Bielefeld University, Germany

Targeting gene expression cassettes to specific cells is a prerequisite for gene therapy, regenerative medicine and, in our case, for gene dependent prodrug activation therapy (GDEPT). Viruses provide an evolutionary optimized source for gene ferries, yet they need to be tamed and tailored. Since a recombinant Adeno Associated Virus (rAAV) recently became the first gene therapy treatment recommended for approval, we foresee a broader application of such viruses for Synthetic Biology. We established a set of BioBricks enabling the modular assembly of recombinant Adeno-Associated viruses based on serotype 2. We demonstrated that fusion of binding molecules (DARPin, Affibody) to the viral capsid enabled selective targeting to tumor cells expressing surface markers (e.g. EGF-R). As genes of interest we delivered enzymes (CD, TK) activating prodrugs (5FC, ganciclovir). The natural tropism of the viral particle was reduced by capsid mutations.
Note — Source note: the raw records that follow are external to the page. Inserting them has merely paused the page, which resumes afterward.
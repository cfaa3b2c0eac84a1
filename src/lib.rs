//! # coupled-bc
//!
//! Boundary conditions that couple a host finite-element solver to an
//! externally meshed CFD solver.
//!
//! This crate provides the building blocks for imposing conditions on the
//! external solver's boundaries:
//! - Boundary name resolution against the external mesh catalog
//! - The shared base every coupled boundary condition is built on
//! - Typed access to the owning coupled problem and its mesh
//! - A registry building conditions by type name
//! - Tabular diagnostics of the configured conditions
//!
//! # Example
//! ```
//! use coupled_bc::{
//!     BcParams, BcRegistry, CoupledBoundaryCondition, CoupledProblem, Patch, PatchKind, PatchMesh,
//!     TransferConfig,
//! };
//!
//! let mesh = PatchMesh::new(vec![
//!     Patch::new(0, "inlet", PatchKind::Patch, 4),
//!     Patch::new(1, "outlet", PatchKind::Patch, 4),
//!     Patch::wall(2, "wall", 32),
//! ]);
//! let problem = CoupledProblem::new(mesh, TransferConfig::default()).unwrap();
//!
//! let params = BcParams::new("T").with_boundary(["inlet", "wall"]).with_value("value", 300.0);
//! let bc = BcRegistry::with_builtin()
//!     .build("FixedValue", &params, problem.context())
//!     .unwrap();
//! assert_eq!(bc.boundaries(), &["inlet", "wall"]);
//! ```

pub mod boundary;
pub mod config;
pub mod diagnostics;
pub mod error;
pub mod field;
pub mod mesh;
pub mod problem;
pub mod types;

pub use boundary::{
    BcConstructor, BcRegistry, CoupledBCBase, CoupledBCSystem, CoupledBoundaryCondition,
    FixedValueBC, ZeroGradientBC, resolve_boundaries,
};
pub use config::{BcParams, BcSpec};
pub use diagnostics::{InfoTable, list_from_vec};
pub use error::{BcError, BcResult};
pub use field::{BoundaryFields, PatchField};
pub use mesh::{ExternalMesh, Patch, PatchKind, PatchMesh};
pub use problem::{
    CoupledProblem, ProblemContext, SimulationProblem, StandaloneProblem, SyncDirection,
    SyncVariables, TransferConfig,
};
pub use types::{FaceIndex, SubdomainId};
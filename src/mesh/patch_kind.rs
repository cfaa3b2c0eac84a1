//! Patch kinds for boundary regions of the external mesh.
//!
//! Each boundary patch of the external CFD case carries a type that tells
//! the host which kinds of coupled boundary condition make sense on it.

use std::fmt;

use serde::{Deserialize, Serialize};

/// Kind of a boundary patch in the external mesh.
#[derive(Clone, Copy, Debug, PartialEq, Eq, Hash, Serialize, Deserialize)]
#[serde(rename_all = "snake_case")]
pub enum PatchKind {
    /// Solid wall (no-slip, heat transfer surface)
    Wall,

    /// Generic patch (inlet, outlet, far field)
    Patch,

    /// Symmetry plane
    Symmetry,

    /// Empty patch of a 2D or 1D case
    Empty,

    /// Cyclic patch paired with another patch
    /// The value is the id of the neighbour patch
    Cyclic(usize),
}

impl PatchKind {
    /// Check if this is a solid wall.
    pub fn is_wall(&self) -> bool {
        matches!(self, PatchKind::Wall)
    }

    /// Check if this is a cyclic patch.
    pub fn is_cyclic(&self) -> bool {
        matches!(self, PatchKind::Cyclic(_))
    }

    /// Check if a boundary condition can be imposed on this patch.
    ///
    /// Empty, symmetry and cyclic patches are constrained by the external
    /// solver itself.
    pub fn is_constrained(&self) -> bool {
        matches!(self, PatchKind::Empty | PatchKind::Symmetry | PatchKind::Cyclic(_))
    }
}

impl Default for PatchKind {
    fn default() -> Self {
        PatchKind::Patch
    }
}

impl fmt::Display for PatchKind {
    fn fmt(&self, f: &mut fmt::Formatter<'_>) -> fmt::Result {
        match self {
            PatchKind::Wall => write!(f, "wall"),
            PatchKind::Patch => write!(f, "patch"),
            PatchKind::Symmetry => write!(f, "symmetry"),
            PatchKind::Empty => write!(f, "empty"),
            PatchKind::Cyclic(neighbour) => write!(f, "cyclic({neighbour})"),
        }
    }
}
Introducing specific restriction sites flanking two capsid loop coding sequences permitted additional loop insertions, which we used for further modifications or the coding of purification tags. In various cell assays we analyzed and demonstrated the selective binding and killing of tumor cells. Precise gene delivery tools provide the opportunity to apply Synthetic Biology to living organisms and are particular valuable for healthcare.